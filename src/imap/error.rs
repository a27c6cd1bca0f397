// Copyright (c) 2025 TexasFortress.AI
// This Source Code Form is subject to the terms of the Mozilla Public
// License, v. 2.0. If a copy of the MPL was not distributed with this
// file, You can obtain one at http://mozilla.org/MPL/2.0/.

use thiserror::Error;

#[derive(Debug, Error, Clone, PartialEq)]
pub enum ImapError {
    #[error("Connection error: {0}")]
    Connection(String),

    #[error("TLS error: {0}")]
    Tls(String),

    #[error("Authentication error: {0}")]
    Auth(String),

    #[error("Operation timed out: {0}")]
    Timeout(String),

    #[error("Folder not found: {0}")]
    FolderNotFound(String),

    #[error("Fetch error: {0}")]
    Fetch(String),

    #[error("Bad response: {0}")]
    BadResponse(String),

    #[error("Parse error: {0}")]
    Parse(String),

    #[error("Missing data: {0}")]
    MissingData(String),

    #[error("Operation error: {0}")]
    Operation(String),
}

impl ImapError {
    /// The server refused the credentials.
    pub fn is_auth(&self) -> bool {
        matches!(self, ImapError::Auth(_))
    }

    /// Network-level failures that are worth retrying after a backoff.
    pub fn is_transient(&self) -> bool {
        matches!(
            self,
            ImapError::Connection(_) | ImapError::Tls(_) | ImapError::Timeout(_)
        )
    }

    /// Errors confined to one message; the folder walk continues past them.
    pub fn is_per_item(&self) -> bool {
        matches!(self, ImapError::Parse(_) | ImapError::MissingData(_))
    }
}

impl From<async_imap::error::Error> for ImapError {
    fn from(err: async_imap::error::Error) -> Self {
        match err {
            async_imap::error::Error::Parse(e) => ImapError::Parse(e.to_string()),
            async_imap::error::Error::No(msg) => ImapError::Operation(msg),
            async_imap::error::Error::Bad(msg) => ImapError::BadResponse(msg),
            async_imap::error::Error::Io(e) => ImapError::Connection(e.to_string()),
            other => ImapError::Operation(other.to_string()),
        }
    }
}

impl From<std::io::Error> for ImapError {
    fn from(err: std::io::Error) -> Self {
        match err.kind() {
            std::io::ErrorKind::TimedOut => ImapError::Timeout(err.to_string()),
            _ => ImapError::Connection(err.to_string()),
        }
    }
}

impl From<tokio::time::error::Elapsed> for ImapError {
    fn from(err: tokio::time::error::Elapsed) -> Self {
        ImapError::Timeout(err.to_string())
    }
}
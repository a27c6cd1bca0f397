pub mod client;
pub mod error;
pub mod session;
pub mod xoauth2;

pub use client::{ImapConnector, ImapMailboxSession};
pub use error::ImapError;
pub use session::{tail_range, EnvelopeSummary, FolderStatus, MailboxConnector, MailboxSession};
pub use xoauth2::XOAuth2Authenticator;
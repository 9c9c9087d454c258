use crate::types::ConfigError;
use thiserror::Error;

/// インフラストラクチャ層のエラー型
/// HTTP通信、ファイルシステム、シリアライゼーションなど基盤的なエラーを定義
#[derive(Error, Debug)]
pub enum InfraError {
    /// ファイルシステムエラー
    #[error("ファイルシステムエラー: {path} - {source}")]
    FileSystem {
        path: String,
        #[source]
        source: std::io::Error,
    },

    /// HTTP通信エラー（接続失敗、タイムアウトなど）
    #[error("HTTP通信エラー: {url} - {source}")]
    HttpRequest {
        url: String,
        #[source]
        source: reqwest::Error,
    },

    /// HTTPステータスが成功以外
    #[error("HTTPステータスエラー: {url} - {status}: {body}")]
    HttpStatus {
        url: String,
        status: u16,
        body: String,
    },

    /// プロバイダがペイロード内でエラーを返した
    #[error("プロバイダエラー: {provider} - {message}")]
    Provider { provider: String, message: String },

    /// シリアライゼーションエラー
    #[error("シリアライゼーションエラー: {context} - {source}")]
    Serialization {
        context: String,
        #[source]
        source: serde_json::Error,
    },

    /// 設定エラー
    #[error(transparent)]
    Config(#[from] ConfigError),
}

impl InfraError {
    /// ファイルシステムエラーを作成
    pub fn file_system<P: Into<String>>(path: P, source: std::io::Error) -> Self {
        Self::FileSystem {
            path: path.into(),
            source,
        }
    }

    /// HTTP通信エラーを作成
    pub fn http_request<U: Into<String>>(url: U, source: reqwest::Error) -> Self {
        Self::HttpRequest {
            url: url.into(),
            source,
        }
    }

    /// HTTPステータスエラーを作成
    pub fn http_status<U: Into<String>, B: Into<String>>(url: U, status: u16, body: B) -> Self {
        Self::HttpStatus {
            url: url.into(),
            status,
            body: body.into(),
        }
    }

    /// プロバイダエラーを作成
    pub fn provider<P: Into<String>, M: Into<String>>(provider: P, message: M) -> Self {
        Self::Provider {
            provider: provider.into(),
            message: message.into(),
        }
    }

    /// シリアライゼーションエラーを作成
    pub fn serialization<C: Into<String>>(context: C, source: serde_json::Error) -> Self {
        Self::Serialization {
            context: context.into(),
            source,
        }
    }
}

= Problem to solve =
Lines that contain "impl" are to be copied from the records above.

= Final answer =
impl ImapError {
impl From<async_imap::error::Error> for ImapError {
impl From<std::io::Error> for ImapError {
impl From<tokio::time::error::Elapsed> for ImapError {
impl InfraError {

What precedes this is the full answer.